_ASSIGNMENT_.
This exercise calls for a copy of every line in the listing below that carries the word "impl".

_TASK MATERIAL_.
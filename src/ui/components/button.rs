//! Button component with variants and sizes.

use leptos::prelude::*;

/// Button visual variant.
#[derive(Debug, Clone, Copy, Default, PartialEq, Eq)]
pub enum ButtonVariant {
    /// Main call to action ("Scan Me").
    #[default]
    Primary,
    /// Navigation and secondary actions.
    Secondary,
    /// Tab in the result selector.
    Tab,
    /// Currently selected tab.
    TabActive,
}

impl ButtonVariant {
    /// Get CSS classes for this variant.
    #[must_use]
    pub fn classes(self) -> &'static str {
        match self {
            Self::Primary => "btn-primary",
            Self::Secondary => "btn-secondary",
            Self::Tab => "btn-tab",
            Self::TabActive => "btn-tab btn-tab-active",
        }
    }
}

/// Button size.
#[derive(Debug, Clone, Copy, Default, PartialEq, Eq)]
pub enum ButtonSize {
    /// Compact button used inside result items.
    Sm,
    /// Regular button.
    #[default]
    Md,
}

impl ButtonSize {
    /// Get CSS classes for this size.
    #[must_use]
    pub fn classes(self) -> &'static str {
        match self {
            Self::Sm => "btn-sm",
            Self::Md => "btn-md",
        }
    }
}

/// Button component.
///
/// Views post plain forms, so most buttons here are `type="submit"`.
#[component]
pub fn Button(
    /// Button variant.
    #[prop(default = ButtonVariant::Primary)]
    variant: ButtonVariant,
    /// Button size.
    #[prop(default = ButtonSize::Md)]
    size: ButtonSize,
    /// Whether the button is disabled.
    #[prop(default = false)]
    disabled: bool,
    /// Button type attribute.
    #[prop(default = "submit")]
    button_type: &'static str,
    /// Additional CSS classes.
    #[prop(default = "")]
    class: &'static str,
    /// Button content.
    children: Children,
) -> impl IntoView {
    let classes = format!("btn {} {} {}", variant.classes(), size.classes(), class);

    view! {
        <button type=button_type class=classes disabled=disabled>
            {children()}
        </button>
    }
}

_TASK ANSWER_.
impl ButtonVariant {
impl ButtonSize {
) -> impl IntoView {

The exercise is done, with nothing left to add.